» Data in this exercise
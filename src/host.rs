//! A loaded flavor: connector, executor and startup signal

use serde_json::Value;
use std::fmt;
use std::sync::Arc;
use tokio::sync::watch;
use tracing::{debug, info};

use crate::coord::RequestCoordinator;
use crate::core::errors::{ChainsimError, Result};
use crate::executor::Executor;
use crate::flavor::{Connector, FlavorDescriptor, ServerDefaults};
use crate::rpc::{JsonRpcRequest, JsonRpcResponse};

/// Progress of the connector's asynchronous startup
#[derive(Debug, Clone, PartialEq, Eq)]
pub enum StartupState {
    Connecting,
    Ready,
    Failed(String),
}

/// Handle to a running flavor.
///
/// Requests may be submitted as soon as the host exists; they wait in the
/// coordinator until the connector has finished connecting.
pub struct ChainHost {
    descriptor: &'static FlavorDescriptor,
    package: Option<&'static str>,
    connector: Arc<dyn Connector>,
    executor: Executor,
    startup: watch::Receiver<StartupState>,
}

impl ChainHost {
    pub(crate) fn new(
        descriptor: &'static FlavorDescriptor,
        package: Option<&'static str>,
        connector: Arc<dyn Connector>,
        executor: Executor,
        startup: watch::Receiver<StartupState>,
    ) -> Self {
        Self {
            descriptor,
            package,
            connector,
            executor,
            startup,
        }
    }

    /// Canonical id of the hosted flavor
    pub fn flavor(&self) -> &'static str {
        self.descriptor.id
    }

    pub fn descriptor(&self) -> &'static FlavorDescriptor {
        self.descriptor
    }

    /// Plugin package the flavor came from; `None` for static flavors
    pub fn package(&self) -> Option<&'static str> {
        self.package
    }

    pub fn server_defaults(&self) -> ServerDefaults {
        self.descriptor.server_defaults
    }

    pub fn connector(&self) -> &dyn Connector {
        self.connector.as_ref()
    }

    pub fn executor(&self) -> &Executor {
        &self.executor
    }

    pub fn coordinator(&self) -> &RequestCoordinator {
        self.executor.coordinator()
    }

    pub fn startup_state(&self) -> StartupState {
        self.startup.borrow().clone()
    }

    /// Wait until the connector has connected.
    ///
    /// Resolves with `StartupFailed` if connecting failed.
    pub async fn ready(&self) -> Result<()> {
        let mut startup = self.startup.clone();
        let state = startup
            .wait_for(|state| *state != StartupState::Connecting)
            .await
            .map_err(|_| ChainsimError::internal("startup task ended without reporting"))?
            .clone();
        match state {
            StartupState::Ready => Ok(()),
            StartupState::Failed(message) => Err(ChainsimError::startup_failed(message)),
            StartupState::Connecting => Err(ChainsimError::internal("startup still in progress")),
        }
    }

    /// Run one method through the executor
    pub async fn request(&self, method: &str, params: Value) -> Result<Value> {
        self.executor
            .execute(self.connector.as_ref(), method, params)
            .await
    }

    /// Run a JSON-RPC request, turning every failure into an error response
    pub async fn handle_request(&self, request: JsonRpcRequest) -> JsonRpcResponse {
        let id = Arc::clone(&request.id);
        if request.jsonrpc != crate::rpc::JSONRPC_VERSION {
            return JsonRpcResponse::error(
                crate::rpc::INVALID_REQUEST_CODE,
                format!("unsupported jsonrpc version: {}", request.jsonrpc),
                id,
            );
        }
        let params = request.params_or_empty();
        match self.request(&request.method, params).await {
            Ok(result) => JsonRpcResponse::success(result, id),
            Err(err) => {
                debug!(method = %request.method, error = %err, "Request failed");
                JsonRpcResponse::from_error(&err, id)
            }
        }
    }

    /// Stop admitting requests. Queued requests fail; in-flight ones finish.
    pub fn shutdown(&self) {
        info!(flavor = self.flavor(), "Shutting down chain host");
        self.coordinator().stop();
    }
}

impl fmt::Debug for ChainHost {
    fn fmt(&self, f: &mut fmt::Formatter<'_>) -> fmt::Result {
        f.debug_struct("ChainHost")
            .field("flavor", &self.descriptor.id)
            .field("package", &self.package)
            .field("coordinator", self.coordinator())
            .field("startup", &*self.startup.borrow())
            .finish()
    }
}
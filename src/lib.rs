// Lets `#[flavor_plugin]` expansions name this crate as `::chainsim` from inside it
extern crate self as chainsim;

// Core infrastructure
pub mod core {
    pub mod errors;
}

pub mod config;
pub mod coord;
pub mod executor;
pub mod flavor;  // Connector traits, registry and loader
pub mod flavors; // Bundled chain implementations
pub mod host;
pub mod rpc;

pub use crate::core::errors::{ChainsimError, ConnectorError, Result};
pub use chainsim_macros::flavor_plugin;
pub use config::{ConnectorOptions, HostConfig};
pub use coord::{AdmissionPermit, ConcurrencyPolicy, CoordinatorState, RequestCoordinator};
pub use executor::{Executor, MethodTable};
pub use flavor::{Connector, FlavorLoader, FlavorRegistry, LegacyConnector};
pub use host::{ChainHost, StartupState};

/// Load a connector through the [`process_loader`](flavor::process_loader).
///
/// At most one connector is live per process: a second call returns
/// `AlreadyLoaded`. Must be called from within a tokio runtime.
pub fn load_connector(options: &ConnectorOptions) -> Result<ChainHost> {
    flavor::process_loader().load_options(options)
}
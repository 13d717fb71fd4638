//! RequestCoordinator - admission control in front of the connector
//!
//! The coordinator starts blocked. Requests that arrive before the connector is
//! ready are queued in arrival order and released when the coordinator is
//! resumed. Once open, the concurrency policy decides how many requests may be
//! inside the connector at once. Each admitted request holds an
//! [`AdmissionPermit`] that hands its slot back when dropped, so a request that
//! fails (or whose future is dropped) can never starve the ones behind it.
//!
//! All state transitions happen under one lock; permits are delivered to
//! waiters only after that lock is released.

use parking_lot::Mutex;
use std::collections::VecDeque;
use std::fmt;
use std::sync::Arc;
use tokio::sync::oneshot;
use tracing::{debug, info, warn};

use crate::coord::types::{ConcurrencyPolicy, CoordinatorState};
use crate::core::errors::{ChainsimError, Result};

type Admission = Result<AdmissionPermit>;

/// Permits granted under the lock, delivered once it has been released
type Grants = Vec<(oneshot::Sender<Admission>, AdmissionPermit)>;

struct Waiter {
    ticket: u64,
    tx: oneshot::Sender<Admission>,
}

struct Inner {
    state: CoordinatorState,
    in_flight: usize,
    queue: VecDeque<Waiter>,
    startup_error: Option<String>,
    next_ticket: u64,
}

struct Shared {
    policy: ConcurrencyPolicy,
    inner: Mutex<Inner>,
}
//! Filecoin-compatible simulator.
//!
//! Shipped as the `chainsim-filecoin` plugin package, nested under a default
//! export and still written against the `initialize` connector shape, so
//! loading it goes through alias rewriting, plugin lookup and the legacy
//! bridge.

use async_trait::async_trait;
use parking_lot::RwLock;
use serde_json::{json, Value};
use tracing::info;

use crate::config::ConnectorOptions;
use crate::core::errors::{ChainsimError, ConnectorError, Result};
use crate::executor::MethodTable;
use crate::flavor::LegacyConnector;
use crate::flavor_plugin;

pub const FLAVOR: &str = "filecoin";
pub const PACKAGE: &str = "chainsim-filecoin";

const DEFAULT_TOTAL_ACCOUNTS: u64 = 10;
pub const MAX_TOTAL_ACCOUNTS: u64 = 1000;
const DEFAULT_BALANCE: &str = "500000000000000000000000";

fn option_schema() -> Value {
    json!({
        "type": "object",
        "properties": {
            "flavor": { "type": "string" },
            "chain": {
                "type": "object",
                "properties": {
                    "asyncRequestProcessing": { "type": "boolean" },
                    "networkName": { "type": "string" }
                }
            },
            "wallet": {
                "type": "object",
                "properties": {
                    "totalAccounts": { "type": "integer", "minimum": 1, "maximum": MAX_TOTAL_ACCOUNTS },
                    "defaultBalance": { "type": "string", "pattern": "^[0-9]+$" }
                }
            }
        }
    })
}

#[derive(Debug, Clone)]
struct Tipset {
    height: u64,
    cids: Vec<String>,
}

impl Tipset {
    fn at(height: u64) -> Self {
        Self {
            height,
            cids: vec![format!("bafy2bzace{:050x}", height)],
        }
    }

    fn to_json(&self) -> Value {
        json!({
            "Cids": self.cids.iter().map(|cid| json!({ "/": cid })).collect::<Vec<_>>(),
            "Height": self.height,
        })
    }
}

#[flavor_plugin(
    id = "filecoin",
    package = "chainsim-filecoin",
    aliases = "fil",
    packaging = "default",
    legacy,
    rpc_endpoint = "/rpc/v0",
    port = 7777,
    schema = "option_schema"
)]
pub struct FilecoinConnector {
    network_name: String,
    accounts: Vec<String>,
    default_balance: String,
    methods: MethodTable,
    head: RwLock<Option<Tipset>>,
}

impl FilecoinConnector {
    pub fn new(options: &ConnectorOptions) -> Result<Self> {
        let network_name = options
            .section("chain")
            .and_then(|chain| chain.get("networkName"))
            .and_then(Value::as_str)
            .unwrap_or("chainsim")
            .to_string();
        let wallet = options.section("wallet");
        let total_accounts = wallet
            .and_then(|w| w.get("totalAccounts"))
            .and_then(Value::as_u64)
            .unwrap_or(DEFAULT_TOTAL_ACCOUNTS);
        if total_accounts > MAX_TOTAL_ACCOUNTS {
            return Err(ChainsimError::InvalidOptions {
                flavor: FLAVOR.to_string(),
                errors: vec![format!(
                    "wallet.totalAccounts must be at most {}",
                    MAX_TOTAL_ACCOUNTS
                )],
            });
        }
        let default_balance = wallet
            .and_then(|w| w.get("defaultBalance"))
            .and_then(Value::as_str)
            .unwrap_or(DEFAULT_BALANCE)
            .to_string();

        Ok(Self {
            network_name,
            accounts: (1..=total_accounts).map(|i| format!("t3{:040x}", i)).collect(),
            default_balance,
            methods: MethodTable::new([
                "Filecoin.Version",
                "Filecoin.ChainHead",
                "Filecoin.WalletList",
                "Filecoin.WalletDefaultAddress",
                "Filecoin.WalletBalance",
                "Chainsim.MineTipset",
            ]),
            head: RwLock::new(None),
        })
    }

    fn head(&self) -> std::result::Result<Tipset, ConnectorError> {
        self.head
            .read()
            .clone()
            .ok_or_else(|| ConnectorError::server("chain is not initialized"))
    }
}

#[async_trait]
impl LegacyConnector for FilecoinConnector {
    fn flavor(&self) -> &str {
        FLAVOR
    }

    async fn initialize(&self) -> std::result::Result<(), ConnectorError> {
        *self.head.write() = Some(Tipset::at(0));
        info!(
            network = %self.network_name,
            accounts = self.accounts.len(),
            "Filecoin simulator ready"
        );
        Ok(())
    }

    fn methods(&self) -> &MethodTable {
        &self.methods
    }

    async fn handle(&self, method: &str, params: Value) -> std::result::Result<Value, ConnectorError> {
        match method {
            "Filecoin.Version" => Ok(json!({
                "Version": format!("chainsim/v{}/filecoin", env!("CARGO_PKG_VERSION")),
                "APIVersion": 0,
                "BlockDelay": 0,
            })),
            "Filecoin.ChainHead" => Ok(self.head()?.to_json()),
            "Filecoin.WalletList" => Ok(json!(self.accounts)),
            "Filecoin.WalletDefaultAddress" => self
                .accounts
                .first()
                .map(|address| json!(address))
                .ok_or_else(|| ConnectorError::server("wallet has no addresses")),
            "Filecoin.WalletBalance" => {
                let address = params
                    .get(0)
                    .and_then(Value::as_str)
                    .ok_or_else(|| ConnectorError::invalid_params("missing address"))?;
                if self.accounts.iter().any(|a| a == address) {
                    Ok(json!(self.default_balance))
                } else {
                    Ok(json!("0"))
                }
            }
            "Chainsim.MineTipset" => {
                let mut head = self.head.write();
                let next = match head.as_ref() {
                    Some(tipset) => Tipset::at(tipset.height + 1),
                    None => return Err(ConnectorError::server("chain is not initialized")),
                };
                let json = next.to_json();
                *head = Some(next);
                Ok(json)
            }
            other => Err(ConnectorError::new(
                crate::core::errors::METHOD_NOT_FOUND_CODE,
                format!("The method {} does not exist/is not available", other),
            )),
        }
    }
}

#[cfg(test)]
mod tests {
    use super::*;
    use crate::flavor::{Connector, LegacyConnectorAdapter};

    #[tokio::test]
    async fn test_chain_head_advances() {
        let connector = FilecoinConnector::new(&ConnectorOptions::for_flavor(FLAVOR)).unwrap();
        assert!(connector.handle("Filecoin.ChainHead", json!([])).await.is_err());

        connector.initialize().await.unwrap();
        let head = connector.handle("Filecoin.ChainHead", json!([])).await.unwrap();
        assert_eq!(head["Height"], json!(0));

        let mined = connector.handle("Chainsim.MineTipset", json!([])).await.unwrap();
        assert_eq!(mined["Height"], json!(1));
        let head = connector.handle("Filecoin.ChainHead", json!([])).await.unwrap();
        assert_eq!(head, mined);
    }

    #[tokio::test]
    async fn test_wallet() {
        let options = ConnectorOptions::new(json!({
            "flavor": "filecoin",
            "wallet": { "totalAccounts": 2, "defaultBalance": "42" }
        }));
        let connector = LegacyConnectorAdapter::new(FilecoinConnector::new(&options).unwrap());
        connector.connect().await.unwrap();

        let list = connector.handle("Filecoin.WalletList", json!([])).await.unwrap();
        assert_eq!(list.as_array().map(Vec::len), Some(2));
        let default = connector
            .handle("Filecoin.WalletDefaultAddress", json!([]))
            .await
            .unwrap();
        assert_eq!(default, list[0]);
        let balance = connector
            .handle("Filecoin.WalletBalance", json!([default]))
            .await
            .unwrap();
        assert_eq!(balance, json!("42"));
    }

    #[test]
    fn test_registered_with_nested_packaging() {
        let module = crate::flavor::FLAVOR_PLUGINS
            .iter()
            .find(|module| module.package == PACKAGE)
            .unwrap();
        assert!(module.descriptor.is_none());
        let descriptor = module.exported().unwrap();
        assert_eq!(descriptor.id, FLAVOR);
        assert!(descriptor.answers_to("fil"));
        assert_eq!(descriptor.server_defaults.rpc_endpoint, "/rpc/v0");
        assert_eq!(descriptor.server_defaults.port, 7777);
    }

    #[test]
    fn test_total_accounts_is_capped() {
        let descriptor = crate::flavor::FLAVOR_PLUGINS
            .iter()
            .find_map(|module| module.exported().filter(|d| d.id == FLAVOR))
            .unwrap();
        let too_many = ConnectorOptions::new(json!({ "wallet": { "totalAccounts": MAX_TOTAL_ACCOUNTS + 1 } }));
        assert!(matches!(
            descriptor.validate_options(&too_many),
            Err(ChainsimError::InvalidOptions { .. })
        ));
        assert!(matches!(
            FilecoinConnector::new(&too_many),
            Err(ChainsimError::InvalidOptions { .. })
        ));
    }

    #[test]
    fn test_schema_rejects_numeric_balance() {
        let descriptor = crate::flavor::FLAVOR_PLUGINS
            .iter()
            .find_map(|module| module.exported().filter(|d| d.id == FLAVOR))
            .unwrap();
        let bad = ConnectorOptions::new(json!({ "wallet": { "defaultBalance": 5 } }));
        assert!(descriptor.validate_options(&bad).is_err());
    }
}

» Task brief
Among the entries, how many lines hold the string "static"? Answer with a bare number.

» Written solution
8